_DIRECTIONS FOR THIS TASK_
Scan the records below for the string "improving" and return every line where it appears.

+ + + + + + +

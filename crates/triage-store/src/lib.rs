//! Storage collaborators: DuckDB for extracting backlog rows, CSV for
//! persisting the classified table.

mod csv;
mod error;
pub use csv::write_csv;
pub use error::StoreError;

#[cfg(feature = "duckdb")]
mod duck;
#[cfg(feature = "duckdb")]
pub use duck::DuckStore;
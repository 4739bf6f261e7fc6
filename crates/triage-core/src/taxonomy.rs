//! Work-colour taxonomy: the fixed, ordered set of categories a backlog item
//! can be assigned to.
//!
//! Each category carries a canonical description that is embedded as its
//! prototype. Order matters: it is the tie-break order used by the
//! classifier, so it is preserved exactly as constructed.

use std::collections::HashSet;
use std::path::Path;

use serde::Deserialize;
use thiserror::Error;
use tracing::debug;

/// Visible, positive business value.
pub const GREEN: &str = "green";
/// Visible, user-impacting problem being fixed.
pub const RED: &str = "red";
/// Internal quality, architecture, maintainability.
pub const YELLOW: &str = "yellow";
/// Invisible, negative work: technical debt.
pub const BLACK: &str = "black";

const GREEN_TEXT: &str = "Work that delivers visible and positive business value. \
This includes user-facing features, APIs, CLI commands, or functional capabilities requested by external stakeholders. \
Also includes backend functionality changes that introduce new behavior, such as upgrading default components or implementing new workflows.\
Examples: new features, extended functionality, enhancements visible to users or integrators.";

const RED_TEXT: &str = "Work that resolves a visible and user-impacting problem in the system. \
Examples: broken behavior, crashes, misbehaving components, runtime errors, or regressions. \
This - Usually involves fixing production code or patching functionality.\
Usually involves fixing broken behavior that exists in production code.\
Does NOT include writing new tests for known cases or improving test coverage.\
Does NOT include documentation tasks or tickets that describe an issue to be explained rather than fixed.";

const YELLOW_TEXT: &str = "Work that improves the internal quality, architecture, or maintainability of the system. \
This includes performance enhancements, scalability efforts, refactors, internal tools, or writing documentation \
that clarifies complex logic, setup, or developer workflows. \
Even if it refers to a known issue, the goal is to explain, structure, or improve \u{2014} not patch.\
Includes adding integration tests, improving test reliability, tuning configurations, and restructuring internal logic.";

const BLACK_TEXT: &str = "Invisible and negative work caused by shortcuts or past decisions. \
Examples: technical debt, missing tests, deprecated APIs, unstable components, or quick fixes without long-term support. \
This type of work often becomes visible later due to its impact on stability or maintainability.\
Includes writing missing tests for important components or failure cases that were previously untested.";

#[derive(Debug, Error)]
pub enum TaxonomyError {
    #[error("taxonomy needs at least 2 categories, got {0}")]
    TooFew(usize),

    #[error("duplicate category id: {0}")]
    DuplicateId(String),

    #[error("category id must not be empty")]
    EmptyId,

    #[error("category {0} has an empty prototype text")]
    EmptyPrototype(String),

    #[error("failed to read taxonomy file: {0}")]
    Io(#[from] std::io::Error),

    #[error("failed to parse taxonomy JSON: {0}")]
    Json(#[from] serde_json::Error),
}

/// One category: a stable id and the natural-language description embedded
/// as its prototype.
#[derive(Debug, Clone, PartialEq, Eq, Deserialize)]
pub struct Category {
    pub id: String,
    pub prototype_text: String,
}

impl Category {
    pub fn new(id: impl Into<String>, prototype_text: impl Into<String>) -> Self {
        Self {
            id: id.into(),
            prototype_text: prototype_text.into(),
        }
    }
}

/// Validated, immutable, ordered set of categories.
#[derive(Debug, Clone)]
pub struct Taxonomy {
    categories: Vec<Category>,
}

impl Taxonomy {
    /// Validate and freeze a list of categories.
    ///
    /// Rejects fewer than two categories, empty or duplicate ids, and blank
    /// prototype texts.
    pub fn new(categories: Vec<Category>) -> Result<Self, TaxonomyError> {
        if categories.len() < 2 {
            return Err(TaxonomyError::TooFew(categories.len()));
        }

        let mut seen: HashSet<&str> = HashSet::with_capacity(categories.len());
        for category in &categories {
            if category.id.is_empty() {
                return Err(TaxonomyError::EmptyId);
            }
            if category.prototype_text.trim().is_empty() {
                return Err(TaxonomyError::EmptyPrototype(category.id.clone()));
            }
            if !seen.insert(category.id.as_str()) {
                return Err(TaxonomyError::DuplicateId(category.id.clone()));
            }
        }
        drop(seen);

        Ok(Self { categories })
    }

    /// The built-in four-colour taxonomy: green, red, yellow, black.
    pub fn work_colors() -> Self {
        Self {
            categories: vec![
                Category::new(GREEN, GREEN_TEXT),
                Category::new(RED, RED_TEXT),
                Category::new(YELLOW, YELLOW_TEXT),
                Category::new(BLACK, BLACK_TEXT),
            ],
        }
    }

    /// Parse a JSON array of `{"id": ..., "prototype_text": ...}` objects.
    pub fn from_json_str(json: &str) -> Result<Self, TaxonomyError> {
        let categories: Vec<Category> = serde_json::from_str(json)?;
        Self::new(categories)
    }

    /// Load a taxonomy from a JSON file (see [`from_json_str`](Self::from_json_str)).
    pub fn from_json_file(path: &Path) -> Result<Self, TaxonomyError> {
        let json = std::fs::read_to_string(path)?;
        let taxonomy = Self::from_json_str(&json)?;
        debug!(path = %path.display(), count = taxonomy.len(), "loaded taxonomy");
        Ok(taxonomy)
    }

    pub fn categories(&self) -> &[Category] {
        &self.categories
    }

    pub fn iter(&self) -> impl Iterator<Item = &Category> {
        self.categories.iter()
    }

    pub fn len(&self) -> usize {
        self.categories.len()
    }

    /// Always false for a validated taxonomy; present for API symmetry.
    pub fn is_empty(&self) -> bool {
        self.categories.is_empty()
    }

    pub fn get(&self, id: &str) -> Option<&Category> {
        self.categories.iter().find(|c| c.id == id)
    }

    pub fn contains(&self, id: &str) -> bool {
        self.get(id).is_some()
    }

    /// Position of a category in iteration (tie-break) order.
    pub fn position(&self, id: &str) -> Option<usize> {
        self.categories.iter().position(|c| c.id == id)
    }

    /// Category ids in iteration order.
    pub fn ids(&self) -> impl Iterator<Item = &str> {
        self.categories.iter().map(|c| c.id.as_str())
    }
}

#[cfg(test)]
mod tests {
    use super::*;

    #[test]
    fn work_colors_order_and_validity() {
        let tax = Taxonomy::work_colors();
        let ids: Vec<&str> = tax.ids().collect();
        assert_eq!(ids, vec![GREEN, RED, YELLOW, BLACK]);

        // The built-in set must pass its own validation.
        let revalidated = Taxonomy::new(tax.categories().to_vec()).unwrap();
        assert_eq!(revalidated.len(), 4);
    }

    #[test]
    fn rejects_duplicate_ids() {
        let result = Taxonomy::new(vec![
            Category::new("a", "fix a crash"),
            Category::new("a", "add a new feature"),
        ]);
        assert!(matches!(result, Err(TaxonomyError::DuplicateId(id)) if id == "a"));
    }

    #[test]
    fn rejects_blank_prototype() {
        let result = Taxonomy::new(vec![
            Category::new("a", "fix a crash"),
            Category::new("b", "   "),
        ]);
        assert!(matches!(result, Err(TaxonomyError::EmptyPrototype(id)) if id == "b"));
    }

    #[test]
    fn rejects_single_category() {
        let result = Taxonomy::new(vec![Category::new("a", "fix a crash")]);
        assert!(matches!(result, Err(TaxonomyError::TooFew(1))));
    }

    #[test]
    fn rejects_empty_id() {
        let result = Taxonomy::new(vec![
            Category::new("", "fix a crash"),
            Category::new("b", "add a new feature"),
        ]);
        assert!(matches!(result, Err(TaxonomyError::EmptyId)));
    }

    #[test]
    fn lookup_and_position() {
        let tax = Taxonomy::work_colors();
        assert!(tax.contains(YELLOW));
        assert!(!tax.contains("purple"));
        assert_eq!(tax.position(BLACK), Some(3));
        assert!(tax.get(RED).unwrap().prototype_text.contains("crashes"));
    }

    #[test]
    fn from_json_keeps_order() {
        let json = r#"[
            {"id": "B", "prototype_text": "add a new feature"},
            {"id": "A", "prototype_text": "fix a crash"}
        ]"#;
        let tax = Taxonomy::from_json_str(json).unwrap();
        let ids: Vec<&str> = tax.ids().collect();
        assert_eq!(ids, vec!["B", "A"]);
    }

    #[test]
    fn from_json_validates() {
        let json = r#"[{"id": "A", "prototype_text": "fix a crash"}]"#;
        assert!(matches!(
            Taxonomy::from_json_str(json),
            Err(TaxonomyError::TooFew(1))
        ));
        assert!(matches!(
            Taxonomy::from_json_str("not json"),
            Err(TaxonomyError::Json(_))
        ));
    }

    #[test]
    fn from_json_file_round_trip() {
        let tmp = tempfile::TempDir::new().unwrap();
        let path = tmp.path().join("taxonomy.json");
        std::fs::write(
            &path,
            r#"[{"id": "A", "prototype_text": "fix a crash"},
                {"id": "B", "prototype_text": "add a new feature"}]"#,
        )
        .unwrap();

        let tax = Taxonomy::from_json_file(&path).unwrap();
        assert_eq!(tax.len(), 2);
        assert!(matches!(
            Taxonomy::from_json_file(&tmp.path().join("missing.json")),
            Err(TaxonomyError::Io(_))
        ));
    }
}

+ + + + + + +

_SOLUTION TO THE PROBLEM_
Does NOT include writing new tests for known cases or improving test coverage.\
Includes adding integration tests, improving test reliability, tuning configurations, and restructuring internal logic.";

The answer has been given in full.